September 2021 Noteworthy

September 8, 2021

The CCAS Political Science Program was ranked 15th in the world in the 2021 Shanghai Rankings.

The Corcoran School of the Arts & Design was named one of the 5 best art schools in the Southeast by Art & Object.

Corcoran students Arielle Bader, Candace Chambers, Sarah Goolishian, Hunter Lacey, Gabrielle Rhoads and Maansi Srivastava were selected for the prestigious Eddie Adams Workshop.

Dana Tai Soon Burgess (Dance) launched slantpodcast.com, a platform for Asian American artists, writers and thinkers to explore questions about race, identity and creating in America.

Stephanie R. Cellini (Public Policy) received a $197,807 grant from the Joyce Foundation for a project on higher education equity and accountability. 

Kerry Crawford, PhD ’14, (Political Science) authored the book The Ph.D. Parenthood Trap: Caught Between Work and Family in Academia (Georgetown University Press, 2021). 

Lee Ann Fuji, PhD ’06, (Political Science) published Show Time (Cornell University Press, 2021). 

Samuel Goldman (Political Science) authored the book After Nationalism: Being American in an Age of Division (University of Pennsylvania Press, 2021).

Sophomore Daryll Jackson was quoted by WRC-NBC4 in the article “MedStar STEM Project Turns to Students to Tackle COVID Data.

Loren Kajikawa (Music) participated in the virtual panel “Adventures in Digital Publishing.”

Dean Kessmann (Photography and Studio Arts) debuted his career survey exhibition at VisArts.

Vera Kuklina (Geography) received a $851,749 grant from the National Science Foundation to study change, resilience and sustainability of frozen commons in Alaskan and Northeastern Siberian communities. 

Janet I. Lewis (Political Science) won the 2021 Conflict Research Society Book of the Year Prize for How Insurgency Begins: Rebel Group Formation in Uganda and Beyond (Cambridge University Press, 2020).

Lisa Lipinski (Art History) and her students curated and researched the exhibition Concurring Experiences: Together Apart at the Luther W. Brady Art Gallery.

Arnaud Martin (Biology) received a $410,662 grant from the National Science Foundation to study diversification in butterfly lineage.

Shannon Mcfarlin (Anthropology) received two grants from the National Science Foundation: $16,748 to study the impacts of early life adversity on primate bone growth; and $15,750 to study the effects on primates of nutritional ecology and feeding competition on growth and development.

Michael Miller (Political Science) published the book Shock to the System: Coups, Elections, and War on the Road to Democratization (Princeton University Press, 2021).

Stephen Mitroff (Psychology) received a $449,690 cooperative agreement from the U.S. Army Medical Research and Materiel Command to use big data for evaluating and predicting human variability.

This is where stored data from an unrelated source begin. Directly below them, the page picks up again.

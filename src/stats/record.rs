use serde::{Deserialize, Serialize};

use crate::training::TrainingMode;

/// Result of one question.
///
/// For classic sessions `hand` is the hand label and both actions are set.
/// For border-repeat sessions `hand` is the range name.
#[derive(Debug, Clone, PartialEq, Eq, Serialize, Deserialize)]
#[serde(rename_all = "camelCase")]
pub struct ItemOutcome {
    pub hand: String,
    pub correct: bool,
    #[serde(default, skip_serializing_if = "Option::is_none")]
    pub user_action: Option<String>,
    #[serde(default, skip_serializing_if = "Option::is_none")]
    pub correct_action: Option<String>,
}

/// One completed training session. Written once and never edited.
#[derive(Debug, Clone, PartialEq, Serialize, Deserialize)]
#[serde(rename_all = "camelCase")]
pub struct SessionRecord {
    pub id: String,
    pub training_id: String,
    pub training_name: String,
    #[serde(rename = "type")]
    pub mode: TrainingMode,
    /// Epoch milliseconds.
    #[serde(deserialize_with = "crate::storage::deserialize_epoch_ms")]
    pub completed_at: u64,
    /// Milliseconds from the first question to completion.
    pub duration: u64,
    /// Percentage rounded to one decimal.
    pub accuracy: f64,
    pub total_questions: usize,
    pub correct_answers: usize,
    #[serde(default)]
    pub details: Vec<ItemOutcome>,
}

impl SessionRecord {
    pub fn performance(&self) -> Performance {
        Performance::from_accuracy(self.accuracy)
    }

    pub fn duration_formatted(&self) -> String {
        format_duration(self.duration)
    }
}

/// Coarse grade of a session's accuracy.
#[derive(Debug, Clone, Copy, PartialEq, Eq, PartialOrd, Ord, Hash)]
pub enum Performance {
    NeedsPractice,
    Fair,
    Good,
    Excellent,
}

impl Performance {
    pub fn from_accuracy(accuracy: f64) -> Self {
        if accuracy >= 90.0 {
            Performance::Excellent
        } else if accuracy >= 75.0 {
            Performance::Good
        } else if accuracy >= 60.0 {
            Performance::Fair
        } else {
            Performance::NeedsPractice
        }
    }
}

/// Round a percentage to one decimal place.
pub fn round_percent(value: f64) -> f64 {
    (value * 10.0).round() / 10.0
}

/// `correct / total` as a percentage rounded to one decimal; 0 for no
/// questions.
pub fn accuracy(correct: usize, total: usize) -> f64 {
    if total == 0 {
        0.0
    } else {
        round_percent(correct as f64 / total as f64 * 100.0)
    }
}

/// Format milliseconds as `m:ss`.
///
/// ```
/// use range_trainer::stats::format_duration;
///
/// assert_eq!("0:00", format_duration(999));
/// assert_eq!("2:05", format_duration(125_000));
/// assert_eq!("61:01", format_duration(3_661_000));
/// ```
pub fn format_duration(ms: u64) -> String {
    let minutes = ms / 60_000;
    let seconds = (ms % 60_000) / 1000;
    format!("{minutes}:{seconds:02}")
}
//! Configuration loading and validation.

use serde::{Deserialize, Serialize};
use std::path::PathBuf;
use thiserror::Error;

/// Configuration errors.
#[derive(Debug, Error)]
pub enum ConfigError {
    #[error("Failed to read config file: {0}")]
    ReadError(#[from] std::io::Error),

    #[error("Failed to parse config: {0}")]
    ParseError(#[from] toml::de::Error),

    #[error("Invalid configuration: {0}")]
    ValidationError(String),
}

/// Display settings for derived tables.
#[derive(Debug, Clone, Serialize, Deserialize)]
pub struct TableConfig {
    /// How many teammate pairs / rivalries to show
    #[serde(default = "default_top_pairs")]
    pub top_pairs: usize,
}

fn default_top_pairs() -> usize {
    5
}

impl Default for TableConfig {
    fn default() -> Self {
        Self {
            top_pairs: default_top_pairs(),
        }
    }
}

/// Main application configuration.
#[derive(Debug, Clone, Serialize, Deserialize)]
pub struct AppConfig {
    #[serde(default = "default_data_dir")]
    pub data_dir: PathBuf,

    #[serde(default = "default_log_level")]
    pub log_level: String,

    #[serde(default)]
    pub table: TableConfig,
}

fn default_data_dir() -> PathBuf {
    PathBuf::from("./data")
}

fn default_log_level() -> String {
    "info".to_string()
}

impl Default for AppConfig {
    fn default() -> Self {
        Self {
            data_dir: default_data_dir(),
            log_level: default_log_level(),
            table: TableConfig::default(),
        }
    }
}

impl AppConfig {
    /// Load configuration from a TOML file.
    pub fn from_file(path: &PathBuf) -> Result<Self, ConfigError> {
        let contents = std::fs::read_to_string(path)?;
        let config: AppConfig = toml::from_str(&contents)?;
        config.validate()?;
        Ok(config)
    }

    /// Validate the configuration.
    pub fn validate(&self) -> Result<(), ConfigError> {
        if self.table.top_pairs == 0 {
            return Err(ConfigError::ValidationError(
                "table.top_pairs must be greater than 0".to_string(),
            ));
        }

        Ok(())
    }
}

#[cfg(test)]
mod tests {
    use super::*;

    #[test]
    fn test_default_config() {
        let config = AppConfig::default();

        assert_eq!(config.data_dir, PathBuf::from("./data"));
        assert_eq!(config.log_level, "info");
        assert_eq!(config.table.top_pairs, 5);
    }

    #[test]
    fn test_config_validation_ok() {
        let config = AppConfig::default();
        assert!(config.validate().is_ok());
    }

    #[test]
    fn test_config_validation_bad_top_pairs() {
        let mut config = AppConfig::default();
        config.table.top_pairs = 0;

        assert!(config.validate().is_err());
    }

    #[test]
    fn test_config_partial_file() {
        let config: AppConfig = toml::from_str("log_level = \"debug\"").unwrap();

        assert_eq!(config.log_level, "debug");
        assert_eq!(config.data_dir, PathBuf::from("./data"));
        assert_eq!(config.table.top_pairs, 5);
    }

    #[test]
    fn test_config_serialization() {
        let config = AppConfig::default();
        let toml_str = toml::to_string(&config).unwrap();

        // Should be parseable
        let parsed: AppConfig = toml::from_str(&toml_str).unwrap();
        assert_eq!(config.data_dir, parsed.data_dir);
        assert_eq!(config.table.top_pairs, parsed.table.top_pairs);
    }
}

Evan Nierman, BA ’00, (Communications) authored the book Crisis Averted: PR Strategies to Protect Your Reputation and the Bottom Line (Advantage Media Group, 2021). 

Anna Rawls, MA ’21, (New Media Photojournalism) hosted the first ever virtual screening of her multimedia graduate capstone, "Oh, Mother of Mine."

Kimberly Sellers, PhD ’01, (Statistics) was elected as a Fellow of the American Statistical Association.

David Shambaugh (Political Science) authored the book China’s Leaders: From Mao to Now (Wiley, 2021).

Rebekah Tromble (SMPA) received a $100,000 grant from Netgain Partnership to study platform data for independent research.

Yanxiang Zhao (Math) received a $160,538 grant from the National Science Foundation to study computational modeling of complex structures.